● **Task requirements**: Whenever a line of the records below contains the word "timestamp", copy that line.

[Saved entries]
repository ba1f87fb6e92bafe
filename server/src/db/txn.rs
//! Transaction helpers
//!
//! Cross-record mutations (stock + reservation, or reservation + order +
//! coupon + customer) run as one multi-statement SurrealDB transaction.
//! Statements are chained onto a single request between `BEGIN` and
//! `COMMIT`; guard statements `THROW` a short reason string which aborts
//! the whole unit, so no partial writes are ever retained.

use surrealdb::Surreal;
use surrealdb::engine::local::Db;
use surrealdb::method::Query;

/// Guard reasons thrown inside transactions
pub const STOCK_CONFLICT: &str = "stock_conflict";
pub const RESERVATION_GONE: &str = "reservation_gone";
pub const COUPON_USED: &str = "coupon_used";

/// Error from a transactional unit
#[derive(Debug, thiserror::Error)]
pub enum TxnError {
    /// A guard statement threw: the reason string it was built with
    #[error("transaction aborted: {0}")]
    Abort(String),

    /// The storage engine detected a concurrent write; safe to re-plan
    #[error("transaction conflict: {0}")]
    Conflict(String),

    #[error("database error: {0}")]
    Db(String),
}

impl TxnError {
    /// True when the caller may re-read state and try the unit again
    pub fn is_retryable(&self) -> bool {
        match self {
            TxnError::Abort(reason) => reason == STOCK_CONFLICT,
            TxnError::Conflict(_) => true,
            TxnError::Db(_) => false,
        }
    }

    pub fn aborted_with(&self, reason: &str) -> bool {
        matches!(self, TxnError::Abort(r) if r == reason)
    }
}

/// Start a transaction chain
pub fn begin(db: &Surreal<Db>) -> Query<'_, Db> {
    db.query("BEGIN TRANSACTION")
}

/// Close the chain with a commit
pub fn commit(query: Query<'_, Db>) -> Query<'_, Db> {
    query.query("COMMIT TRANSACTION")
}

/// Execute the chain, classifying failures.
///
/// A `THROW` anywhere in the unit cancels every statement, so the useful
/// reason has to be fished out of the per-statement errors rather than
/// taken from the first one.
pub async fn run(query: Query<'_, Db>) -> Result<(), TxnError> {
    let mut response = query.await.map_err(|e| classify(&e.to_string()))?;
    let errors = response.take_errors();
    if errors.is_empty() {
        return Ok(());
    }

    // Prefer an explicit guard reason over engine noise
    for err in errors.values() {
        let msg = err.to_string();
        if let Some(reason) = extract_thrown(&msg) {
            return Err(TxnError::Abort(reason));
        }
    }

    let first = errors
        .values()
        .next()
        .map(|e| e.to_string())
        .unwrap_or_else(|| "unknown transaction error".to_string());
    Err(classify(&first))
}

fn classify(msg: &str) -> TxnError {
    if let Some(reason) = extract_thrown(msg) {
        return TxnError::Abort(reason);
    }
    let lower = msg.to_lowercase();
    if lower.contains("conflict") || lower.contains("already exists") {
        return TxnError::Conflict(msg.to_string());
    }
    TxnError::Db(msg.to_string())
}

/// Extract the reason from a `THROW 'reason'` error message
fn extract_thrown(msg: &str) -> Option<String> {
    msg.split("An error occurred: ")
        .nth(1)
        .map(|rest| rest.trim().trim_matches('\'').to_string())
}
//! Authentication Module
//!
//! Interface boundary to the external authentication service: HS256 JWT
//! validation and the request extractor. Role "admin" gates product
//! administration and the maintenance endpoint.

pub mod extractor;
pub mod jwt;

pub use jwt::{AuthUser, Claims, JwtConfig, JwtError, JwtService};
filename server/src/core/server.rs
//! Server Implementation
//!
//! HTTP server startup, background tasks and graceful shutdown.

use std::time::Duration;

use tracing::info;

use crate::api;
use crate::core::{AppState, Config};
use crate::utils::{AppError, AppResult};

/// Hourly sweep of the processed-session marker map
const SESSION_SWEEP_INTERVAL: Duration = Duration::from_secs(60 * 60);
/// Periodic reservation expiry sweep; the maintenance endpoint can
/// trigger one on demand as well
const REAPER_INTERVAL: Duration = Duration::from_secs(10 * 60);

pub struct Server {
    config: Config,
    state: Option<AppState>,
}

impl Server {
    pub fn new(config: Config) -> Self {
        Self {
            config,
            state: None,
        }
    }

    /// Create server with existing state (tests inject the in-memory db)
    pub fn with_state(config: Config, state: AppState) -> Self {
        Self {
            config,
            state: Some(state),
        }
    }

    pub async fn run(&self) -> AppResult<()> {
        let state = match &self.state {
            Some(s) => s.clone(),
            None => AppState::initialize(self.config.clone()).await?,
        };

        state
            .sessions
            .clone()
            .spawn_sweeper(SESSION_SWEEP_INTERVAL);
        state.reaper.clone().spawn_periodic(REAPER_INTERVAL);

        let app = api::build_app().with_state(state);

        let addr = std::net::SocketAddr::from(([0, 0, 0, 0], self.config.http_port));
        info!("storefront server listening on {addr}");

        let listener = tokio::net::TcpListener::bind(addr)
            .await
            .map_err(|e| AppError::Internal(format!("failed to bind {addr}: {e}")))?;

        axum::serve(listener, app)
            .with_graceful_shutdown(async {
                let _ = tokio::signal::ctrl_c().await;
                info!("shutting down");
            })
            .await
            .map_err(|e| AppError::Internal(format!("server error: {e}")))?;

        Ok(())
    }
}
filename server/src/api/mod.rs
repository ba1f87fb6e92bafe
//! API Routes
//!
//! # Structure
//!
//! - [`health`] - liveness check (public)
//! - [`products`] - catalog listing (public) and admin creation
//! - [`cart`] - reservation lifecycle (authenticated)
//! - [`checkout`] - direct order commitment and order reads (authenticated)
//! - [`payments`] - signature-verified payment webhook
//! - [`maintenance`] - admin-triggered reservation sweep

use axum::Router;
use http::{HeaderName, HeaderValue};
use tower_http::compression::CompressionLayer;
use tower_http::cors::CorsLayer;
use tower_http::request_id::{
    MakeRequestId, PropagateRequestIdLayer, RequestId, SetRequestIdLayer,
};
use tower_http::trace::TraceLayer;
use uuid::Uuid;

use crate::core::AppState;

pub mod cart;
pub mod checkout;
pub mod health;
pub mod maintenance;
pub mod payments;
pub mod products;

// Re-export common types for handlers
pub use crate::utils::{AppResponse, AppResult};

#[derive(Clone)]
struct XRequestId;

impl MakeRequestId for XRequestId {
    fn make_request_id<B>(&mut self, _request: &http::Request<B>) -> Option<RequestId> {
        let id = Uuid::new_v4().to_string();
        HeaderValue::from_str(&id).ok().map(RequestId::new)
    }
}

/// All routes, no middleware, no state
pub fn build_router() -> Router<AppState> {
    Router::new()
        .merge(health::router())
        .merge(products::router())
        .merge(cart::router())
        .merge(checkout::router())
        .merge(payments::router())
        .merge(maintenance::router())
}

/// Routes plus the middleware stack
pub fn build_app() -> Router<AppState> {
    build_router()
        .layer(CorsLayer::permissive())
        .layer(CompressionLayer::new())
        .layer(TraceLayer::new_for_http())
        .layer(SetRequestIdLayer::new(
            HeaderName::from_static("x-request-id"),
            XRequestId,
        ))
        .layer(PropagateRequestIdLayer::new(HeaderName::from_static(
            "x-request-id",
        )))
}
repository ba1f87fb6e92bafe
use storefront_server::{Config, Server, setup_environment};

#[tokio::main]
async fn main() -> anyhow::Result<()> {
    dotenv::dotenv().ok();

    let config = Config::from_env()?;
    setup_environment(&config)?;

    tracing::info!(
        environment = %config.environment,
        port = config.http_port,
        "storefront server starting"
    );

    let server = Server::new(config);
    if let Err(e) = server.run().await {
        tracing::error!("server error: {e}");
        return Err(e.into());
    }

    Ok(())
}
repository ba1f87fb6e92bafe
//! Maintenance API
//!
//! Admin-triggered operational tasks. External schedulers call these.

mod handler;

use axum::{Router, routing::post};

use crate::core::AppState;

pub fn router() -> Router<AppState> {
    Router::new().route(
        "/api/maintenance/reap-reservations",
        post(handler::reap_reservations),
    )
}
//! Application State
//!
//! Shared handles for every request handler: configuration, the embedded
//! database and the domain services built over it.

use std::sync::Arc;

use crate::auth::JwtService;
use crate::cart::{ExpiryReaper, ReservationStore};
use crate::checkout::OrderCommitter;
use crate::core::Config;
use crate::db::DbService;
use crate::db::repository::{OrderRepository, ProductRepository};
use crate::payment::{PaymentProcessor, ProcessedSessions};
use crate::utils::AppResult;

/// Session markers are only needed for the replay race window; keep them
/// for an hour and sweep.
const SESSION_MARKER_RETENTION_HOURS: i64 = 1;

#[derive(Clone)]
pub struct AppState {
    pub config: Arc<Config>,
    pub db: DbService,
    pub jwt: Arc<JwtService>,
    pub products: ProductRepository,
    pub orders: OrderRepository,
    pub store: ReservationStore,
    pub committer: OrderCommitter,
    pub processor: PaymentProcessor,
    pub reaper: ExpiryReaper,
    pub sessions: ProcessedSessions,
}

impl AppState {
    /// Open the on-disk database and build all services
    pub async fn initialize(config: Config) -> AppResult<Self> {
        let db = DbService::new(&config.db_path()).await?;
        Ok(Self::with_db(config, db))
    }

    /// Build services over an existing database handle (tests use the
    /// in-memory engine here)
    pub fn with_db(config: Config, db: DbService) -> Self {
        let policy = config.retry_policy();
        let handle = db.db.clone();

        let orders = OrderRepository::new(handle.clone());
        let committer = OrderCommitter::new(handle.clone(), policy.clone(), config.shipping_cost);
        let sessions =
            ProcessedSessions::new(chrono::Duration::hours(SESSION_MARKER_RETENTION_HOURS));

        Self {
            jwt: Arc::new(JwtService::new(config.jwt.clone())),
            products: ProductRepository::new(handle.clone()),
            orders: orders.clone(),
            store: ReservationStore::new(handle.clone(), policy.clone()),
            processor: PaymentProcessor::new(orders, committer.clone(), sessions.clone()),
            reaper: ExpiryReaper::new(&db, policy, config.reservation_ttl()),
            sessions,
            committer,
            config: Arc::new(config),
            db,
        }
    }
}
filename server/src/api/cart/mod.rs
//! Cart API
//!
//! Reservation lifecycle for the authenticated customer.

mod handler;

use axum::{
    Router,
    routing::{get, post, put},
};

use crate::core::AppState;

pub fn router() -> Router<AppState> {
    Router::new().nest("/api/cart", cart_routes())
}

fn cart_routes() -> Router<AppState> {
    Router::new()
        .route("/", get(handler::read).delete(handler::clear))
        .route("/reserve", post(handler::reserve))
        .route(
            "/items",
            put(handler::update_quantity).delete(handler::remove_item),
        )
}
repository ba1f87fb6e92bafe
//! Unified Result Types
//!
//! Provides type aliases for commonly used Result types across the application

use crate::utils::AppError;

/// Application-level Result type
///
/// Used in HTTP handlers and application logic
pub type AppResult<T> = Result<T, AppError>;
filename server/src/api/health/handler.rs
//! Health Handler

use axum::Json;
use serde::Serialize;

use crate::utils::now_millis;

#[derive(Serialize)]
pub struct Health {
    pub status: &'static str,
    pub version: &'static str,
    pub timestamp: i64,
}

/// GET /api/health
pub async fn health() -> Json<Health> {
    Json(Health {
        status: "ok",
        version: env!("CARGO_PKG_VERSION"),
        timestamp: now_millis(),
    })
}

● **Written reply**:
    pub timestamp: i64,
        timestamp: now_millis(),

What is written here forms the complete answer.